From the entries, return every line where the string "models" shows up.

───── Records for this task ─────

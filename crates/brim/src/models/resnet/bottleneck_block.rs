//! # Bottleneck Block for `ResNet`
//!
//! [`BottleneckBlock`] is the three-conv residual unit of the deep (50+)
//! `ResNet` depths. It reduces to `filters` channels with a 1x1 conv,
//! applies the strided 3x3 conv, then expands to `filters * 4`.
//!
//! [`BottleneckBlockMeta`] defines a common meta API for [`BottleneckBlock`]
//! and [`BottleneckBlockConfig`].

use crate::compat::conv_shape::expect_conv1d_output_size;
use crate::errors::ConfigurationError;
use crate::layers::blocks::conv_unit::{ConvUnit, ConvUnitConfig, ConvUnitMeta};
use crate::models::resnet::shortcut::ProjectionShortcutConfig;
use crate::utility::params::{ParamDescriptor, ParamInventory, RecordShapes, join_path};
use bimm_contracts::{assert_shape_contract_periodically, unpack_shape_contract};
use burn::config::Config;
use burn::module::Module;
use burn::nn::Relu;
use burn::prelude::{Backend, Tensor};

/// Output channels per base filter of a [`BottleneckBlock`].
pub const BOTTLENECK_EXPANSION: usize = 4;

/// [`BottleneckBlock`] Meta trait.
pub trait BottleneckBlockMeta {
    /// The size of the in channels dimension.
    fn in_channels(&self) -> usize;

    /// Base filter count; the width of the reduced path.
    fn filters(&self) -> usize;

    /// The stride of the 3x3 convolution.
    fn stride(&self) -> usize;

    /// Is the skip connection projected?
    fn has_projection_shortcut(&self) -> bool;

    /// The size of the out channels dimension.
    ///
    /// ``out_channels = filters * 4``
    fn out_channels(&self) -> usize {
        self.filters() * BOTTLENECK_EXPANSION
    }

    /// Get the output resolution for a given input resolution.
    ///
    /// ``out = ceil(in / stride)``
    fn output_resolution(
        &self,
        input_resolution: [usize; 2],
    ) -> [usize; 2] {
        input_resolution.map(|size| expect_conv1d_output_size(size, 3, self.stride(), 1, 1))
    }
}

/// [`BottleneckBlock`] Config.
///
/// Implements [`BottleneckBlockMeta`].
#[derive(Config, Debug)]
pub struct BottleneckBlockConfig {
    /// The size of the in channels dimension.
    pub in_channels: usize,

    /// Base filter count.
    pub filters: usize,

    /// The stride of the 3x3 convolution.
    #[config(default = 1)]
    pub stride: usize,

    /// Identity skip connection when true; projection when false.
    #[config(default = "false")]
    pub shortcut: bool,

    /// Projection strides directly instead of pooling first.
    #[config(default = "true")]
    pub is_first_unit_of_first_stage: bool,

    /// Learning-rate multiplier.
    #[config(default = "1.0")]
    pub lr_multiplier: f64,
}

impl BottleneckBlockMeta for BottleneckBlockConfig {
    fn in_channels(&self) -> usize {
        self.in_channels
    }

    fn filters(&self) -> usize {
        self.filters
    }

    fn stride(&self) -> usize {
        self.stride
    }

    fn has_projection_shortcut(&self) -> bool {
        !self.shortcut
    }
}

impl BottleneckBlockConfig {
    /// Check that an identity shortcut is shape-preserving.
    pub fn try_validate(&self) -> Result<(), ConfigurationError> {
        if self.shortcut && (self.stride != 1 || self.in_channels != self.out_channels()) {
            return Err(ConfigurationError::InvalidBlock(format!(
                "identity shortcut requires stride 1 and matching channels; got stride {} and {} -> {}",
                self.stride,
                self.in_channels,
                self.out_channels(),
            )));
        }
        Ok(())
    }

    /// Initialize a [`BottleneckBlock`].
    ///
    /// # Panics
    ///
    /// If [`BottleneckBlockConfig::try_validate`] fails.
    pub fn init<B: Backend>(
        &self,
        device: &B::Device,
    ) -> BottleneckBlock<B> {
        if let Err(err) = self.try_validate() {
            panic!("{err}");
        }

        let out_channels = self.out_channels();
        let lr = self.lr_multiplier;

        BottleneckBlock {
            conv0: ConvUnitConfig::new(self.in_channels, self.filters, 1)
                .with_lr_multiplier(lr)
                .init(device),
            conv1: ConvUnitConfig::new(self.filters, self.filters, 3)
                .with_stride(self.stride)
                .with_lr_multiplier(lr)
                .init(device),
            conv2: ConvUnitConfig::new(self.filters, out_channels, 1)
                .with_act(false)
                .with_lr_multiplier(lr)
                .init(device),
            short: self.has_projection_shortcut().then(|| {
                ProjectionShortcutConfig::new(self.in_channels, out_channels)
                    .with_stride(self.stride)
                    .with_is_first_unit_of_first_stage(self.is_first_unit_of_first_stage)
                    .with_lr_multiplier(lr)
                    .init(device)
            }),
            act: Relu::new(),
        }
    }
}

/// Bottleneck Block for `ResNet`.
///
/// Implements [`BottleneckBlockMeta`].
#[derive(Module, Debug)]
pub struct BottleneckBlock<B: Backend> {
    /// 1x1 reduce with ReLU.
    pub conv0: ConvUnit<B>,

    /// 3x3 conv with stride and ReLU.
    pub conv1: ConvUnit<B>,

    /// 1x1 expand without activation.
    pub conv2: ConvUnit<B>,

    /// Optional projection of the skip connection.
    pub short: Option<ConvUnit<B>>,

    /// Post-addition activation.
    pub act: Relu,
}

impl<B: Backend> BottleneckBlockMeta for BottleneckBlock<B> {
    fn in_channels(&self) -> usize {
        self.conv0.in_channels()
    }

    fn filters(&self) -> usize {
        self.conv0.out_channels()
    }

    fn stride(&self) -> usize {
        self.conv1.stride()
    }

    fn has_projection_shortcut(&self) -> bool {
        self.short.is_some()
    }

    fn out_channels(&self) -> usize {
        self.conv2.out_channels()
    }
}

impl<B: Backend> BottleneckBlock<B> {
    /// Forward Pass.
    ///
    /// # Arguments
    ///
    /// - `input`: ``[batch, in_channels, in_height, in_width]``.
    ///
    /// # Returns
    ///
    /// ``[batch, out_channels, out_height, out_width]``
    pub fn forward(
        &self,
        input: Tensor<B, 4>,
    ) -> Tensor<B, 4> {
        let [batch, in_height, in_width] = unpack_shape_contract!(
            ["batch", "in_channels", "in_height", "in_width"],
            &input,
            &["batch", "in_height", "in_width"],
            &[("in_channels", self.in_channels())]
        );
        let [out_height, out_width] = self.output_resolution([in_height, in_width]);

        let identity = match &self.short {
            Some(short) => short.forward(input.clone()),
            None => input.clone(),
        };

        let x = self.conv0.forward(input);
        let x = self.conv1.forward(x);

        assert_shape_contract_periodically!(
            ["batch", "filters", "out_height", "out_width"],
            &x,
            &[
                ("batch", batch),
                ("filters", self.filters()),
                ("out_height", out_height),
                ("out_width", out_width)
            ]
        );

        let x = self.conv2.forward(x);
        let x = self.act.forward(x + identity);

        assert_shape_contract_periodically!(
            ["batch", "out_channels", "out_height", "out_width"],
            &x,
            &[
                ("batch", batch),
                ("out_channels", self.out_channels()),
                ("out_height", out_height),
                ("out_width", out_width)
            ]
        );

        x
    }
}

impl<B: Backend> ParamInventory for BottleneckBlock<B> {
    fn collect_params(
        &self,
        prefix: &str,
        params: &mut Vec<ParamDescriptor>,
    ) {
        self.conv0.collect_params(&join_path(prefix, "conv0"), params);
        self.conv1.collect_params(&join_path(prefix, "conv1"), params);
        self.conv2.collect_params(&join_path(prefix, "conv2"), params);
        if let Some(short) = &self.short {
            short.collect_params(&join_path(prefix, "short"), params);
        }
    }
}

impl<B: Backend> RecordShapes for BottleneckBlockRecord<B> {
    fn collect_shapes(
        &self,
        prefix: &str,
        shapes: &mut Vec<(String, Vec<usize>)>,
    ) {
        self.conv0.collect_shapes(&join_path(prefix, "conv0"), shapes);
        self.conv1.collect_shapes(&join_path(prefix, "conv1"), shapes);
        self.conv2.collect_shapes(&join_path(prefix, "conv2"), shapes);
        if let Some(short) = &self.short {
            short.collect_shapes(&join_path(prefix, "short"), shapes);
        }
    }
}
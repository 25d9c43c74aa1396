//! # Error Taxonomy
//!
//! * [`ConfigurationError`] - rejected model configuration; raised before any
//!   parameter is allocated.
//! * [`CheckpointLoadError`] - fetching or applying pretrained weights failed.
//! * [`ResNetError`] - the union returned by the catalog factories.

use std::path::PathBuf;
use thiserror::Error;

/// A malformed model configuration.
#[derive(Error, Debug, Clone, PartialEq)]
pub enum ConfigurationError {
    /// The learning-rate multiplier list has the wrong length.
    #[error("lr_multiplier length should be {expected} but got {found}")]
    LrMultiplierLength {
        /// Required length.
        expected: usize,
        /// Supplied length.
        found: usize,
    },

    /// A learning-rate multiplier is not a positive, finite number.
    #[error("lr_multiplier[{index}] should be positive and finite but got {value}")]
    InvalidLrMultiplier {
        /// Position in the list.
        index: usize,
        /// Offending value.
        value: f64,
    },

    /// A stage depth or channel count is zero.
    #[error("invalid stage config: {0}")]
    InvalidStageConfig(String),

    /// The block-type identifier does not name a residual unit variant.
    #[error("unknown block type: {0:?}")]
    UnknownBlockType(String),

    /// The version identifier does not name a stem variant.
    #[error("unknown variant: {0:?}")]
    UnknownVariant(String),

    /// The depth identifier is not in the catalog.
    #[error("unknown depth: {0:?}")]
    UnknownDepth(String),

    /// The factory name is not in the catalog.
    #[error("unknown model: {0:?}")]
    UnknownModel(String),

    /// The `pretrained` argument is neither a boolean nor a path string.
    #[error("pretrained type is not available, use `string` or `boolean` type; got {0}")]
    InvalidPretrained(String),

    /// The construction options could not be parsed.
    #[error("invalid options: {0}")]
    InvalidOptions(String),

    /// The class count must be positive.
    #[error("class_count should be positive")]
    InvalidClassCount,

    /// A residual unit config violates its shortcut invariants.
    #[error("invalid residual unit: {0}")]
    InvalidBlock(String),
}

/// A failure to fetch or apply pretrained parameters.
#[derive(Error, Debug, Clone, PartialEq)]
pub enum CheckpointLoadError {
    /// The remote checkpoint could not be fetched.
    #[error("failed to fetch {url}: {message}")]
    Fetch {
        /// Source URL.
        url: String,
        /// Underlying failure.
        message: String,
    },

    /// The configured loader cannot read the checkpoint format at this URL.
    #[error("no configured checkpoint loader reads {url}")]
    UnsupportedFormat {
        /// Source URL.
        url: String,
    },

    /// The checkpoint file could not be read or decoded.
    #[error("failed to read checkpoint {path:?}: {message}")]
    Record {
        /// Checkpoint path.
        path: PathBuf,
        /// Underlying failure.
        message: String,
    },

    /// A checkpoint parameter does not match the declared shape.
    #[error("checkpoint {path:?}: parameter {param} expected shape {expected:?}, found {found:?}")]
    ShapeMismatch {
        /// Checkpoint path.
        path: PathBuf,
        /// Parameter path within the model.
        param: String,
        /// Shape declared by the model.
        expected: Vec<usize>,
        /// Shape stored in the checkpoint.
        found: Vec<usize>,
    },

    /// The checkpoint has a different number of tensors than the model.
    #[error("checkpoint {path:?}: expected {expected} tensors, found {found}")]
    ParamCount {
        /// Checkpoint path.
        path: PathBuf,
        /// Tensor count of the model.
        expected: usize,
        /// Tensor count of the checkpoint.
        found: usize,
    },

    /// The registry has no checkpoint for the requested model.
    #[error("no pretrained weights registered for {0:?}")]
    UnknownModel(String),
}

/// Errors raised by the catalog factories.
#[derive(Error, Debug, Clone, PartialEq)]
pub enum ResNetError {
    /// See [`ConfigurationError`].
    #[error(transparent)]
    Configuration(#[from] ConfigurationError),

    /// See [`CheckpointLoadError`].
    #[error(transparent)]
    Checkpoint(#[from] CheckpointLoadError),
}

#[cfg(test)]
mod tests {
    use super::*;

    #[test]
    fn test_error_messages() {
        let err = ConfigurationError::LrMultiplierLength {
            expected: 5,
            found: 3,
        };
        assert_eq!(
            err.to_string(),
            "lr_multiplier length should be 5 but got 3"
        );

        let err: ResNetError = ConfigurationError::UnknownBlockType("Foo".to_string()).into();
        assert_eq!(err.to_string(), "unknown block type: \"Foo\"");

        let err: ResNetError = CheckpointLoadError::UnknownModel("ResNet7".to_string()).into();
        assert!(matches!(
            err,
            ResNetError::Checkpoint(CheckpointLoadError::UnknownModel(_))
        ));
    }
}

─────

## Answer
filename crates/brim/src/models/resnet/bottleneck_block.rs
use crate::models::resnet::shortcut::ProjectionShortcutConfig;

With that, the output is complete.